→ **Problem to solve**:
Pull every line that holds the word "SearchedCase" from the entries.

→ **Records supplied**:

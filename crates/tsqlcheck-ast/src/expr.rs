//! Scalar and boolean expression nodes.

use crate::span::Span;
use crate::stmt::TypeName;

/// An expression producing a scalar value.
#[derive(Debug, Clone, PartialEq)]
pub enum ScalarExpr {
    /// Integer literal: `42`.
    IntLiteral {
        /// The literal value.
        value: i64,
        /// Source location.
        span: Span,
    },
    /// String literal: `'apples'` or `N'apples'`.
    StringLiteral {
        /// The literal text without quotes.
        value: String,
        /// True for `N'...'` (national character) literals.
        national: bool,
        /// Source location.
        span: Span,
    },
    /// Decimal/money literal kept as written: `1.50`.
    NumericLiteral {
        /// The literal text.
        value: String,
        /// Source location.
        span: Span,
    },
    /// Floating-point literal: `1.5e3`.
    RealLiteral {
        /// The literal text.
        value: String,
        /// Source location.
        span: Span,
    },
    /// The `NULL` keyword used as a value.
    NullLiteral {
        /// Source location.
        span: Span,
    },
    /// A `@variable` or `@@global` reference.
    Variable {
        /// Name including the `@`/`@@` prefix.
        name: String,
        /// Source location.
        span: Span,
    },
    /// A possibly qualified column reference: `name` or `t.name`.
    ColumnRef {
        /// Dotted parts, last one being the column name.
        parts: Vec<String>,
        /// Source location.
        span: Span,
    },
    /// Arithmetic over two scalars.
    BinaryMath {
        /// The operator.
        op: MathOp,
        /// Left operand.
        left: Box<ScalarExpr>,
        /// Right operand.
        right: Box<ScalarExpr>,
        /// Source location.
        span: Span,
    },
    /// A function invocation, built-in or user-defined.
    FunctionCall {
        /// Possibly schema-qualified function name.
        name: String,
        /// Argument expressions in order.
        args: Vec<ScalarExpr>,
        /// Source location.
        span: Span,
    },
    /// `CAST(expr AS type)`.
    Cast {
        /// The expression being converted.
        expr: Box<ScalarExpr>,
        /// Target type.
        ty: TypeName,
        /// Source location.
        span: Span,
    },
    /// `CASE WHEN cond THEN value ... [ELSE value] END`.
    SearchedCase {
        /// The WHEN/THEN pairs in order.
        whens: Vec<(BooleanExpr, ScalarExpr)>,
        /// The ELSE arm, if present.
        else_expr: Option<Box<ScalarExpr>>,
        /// Source location.
        span: Span,
    },
    /// `CASE input WHEN value THEN value ... [ELSE value] END`.
    SimpleCase {
        /// The expression each WHEN is compared against.
        input: Box<ScalarExpr>,
        /// The WHEN/THEN pairs in order.
        whens: Vec<(ScalarExpr, ScalarExpr)>,
        /// The ELSE arm, if present.
        else_expr: Option<Box<ScalarExpr>>,
        /// Source location.
        span: Span,
    },
}

impl ScalarExpr {
    /// Source location of this expression.
    pub fn span(&self) -> Span {
        match self {
            ScalarExpr::IntLiteral { span, .. }
            | ScalarExpr::StringLiteral { span, .. }
            | ScalarExpr::NumericLiteral { span, .. }
            | ScalarExpr::RealLiteral { span, .. }
            | ScalarExpr::NullLiteral { span }
            | ScalarExpr::Variable { span, .. }
            | ScalarExpr::ColumnRef { span, .. }
            | ScalarExpr::BinaryMath { span, .. }
            | ScalarExpr::FunctionCall { span, .. }
            | ScalarExpr::Cast { span, .. }
            | ScalarExpr::SearchedCase { span, .. }
            | ScalarExpr::SimpleCase { span, .. } => *span,
        }
    }
}

/// Arithmetic operators.
#[derive(Debug, Clone, Copy, PartialEq, Eq)]
pub enum MathOp {
    /// `+`
    Add,
    /// `-`
    Subtract,
    /// `*`
    Multiply,
    /// `/`
    Divide,
    /// `%`
    Modulo,
}

/// Comparison operators.
#[derive(Debug, Clone, Copy, PartialEq, Eq)]
pub enum CompareOp {
    /// `=`
    Eq,
    /// `<>` or `!=`
    Ne,
    /// `<`
    Lt,
    /// `>`
    Gt,
    /// `<=`
    Le,
    /// `>=`
    Ge,
}

impl CompareOp {
    /// True for `=`, `<>` and `!=`; false for the ordering operators.
    pub fn is_equality(&self) -> bool {
        matches!(self, CompareOp::Eq | CompareOp::Ne)
    }
}

/// An expression producing a boolean (search condition).
#[derive(Debug, Clone, PartialEq)]
pub enum BooleanExpr {
    /// `left op right`.
    Comparison {
        /// The operator.
        op: CompareOp,
        /// Left operand.
        left: ScalarExpr,
        /// Right operand.
        right: ScalarExpr,
        /// Source location.
        span: Span,
    },
    /// `left AND right`.
    And {
        /// Left conjunct.
        left: Box<BooleanExpr>,
        /// Right conjunct.
        right: Box<BooleanExpr>,
        /// Source location.
        span: Span,
    },
    /// `left OR right`.
    Or {
        /// Left disjunct.
        left: Box<BooleanExpr>,
        /// Right disjunct.
        right: Box<BooleanExpr>,
        /// Source location.
        span: Span,
    },
    /// `NOT inner`.
    Not {
        /// The negated condition.
        inner: Box<BooleanExpr>,
        /// Source location.
        span: Span,
    },
    /// `expr IS [NOT] NULL`.
    IsNull {
        /// The tested expression.
        expr: ScalarExpr,
        /// True for `IS NOT NULL`.
        is_not: bool,
        /// Source location.
        span: Span,
    },
    /// `expr [NOT] IN (v1, ..., vn)`.
    In {
        /// The tested expression.
        expr: ScalarExpr,
        /// The candidate values.
        list: Vec<ScalarExpr>,
        /// True for `NOT IN`.
        is_not: bool,
        /// Source location.
        span: Span,
    },
    /// A parenthesized condition.
    Paren(Box<BooleanExpr>),
}

impl BooleanExpr {
    /// Source location of this condition.
    pub fn span(&self) -> Span {
        match self {
            BooleanExpr::Comparison { span, .. }
            | BooleanExpr::And { span, .. }
            | BooleanExpr::Or { span, .. }
            | BooleanExpr::Not { span, .. }
            | BooleanExpr::IsNull { span, .. }
            | BooleanExpr::In { span, .. } => *span,
            BooleanExpr::Paren(inner) => inner.span(),
        }
    }
}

→ **Written reply**:
    SearchedCase {
            | ScalarExpr::SearchedCase { span, .. }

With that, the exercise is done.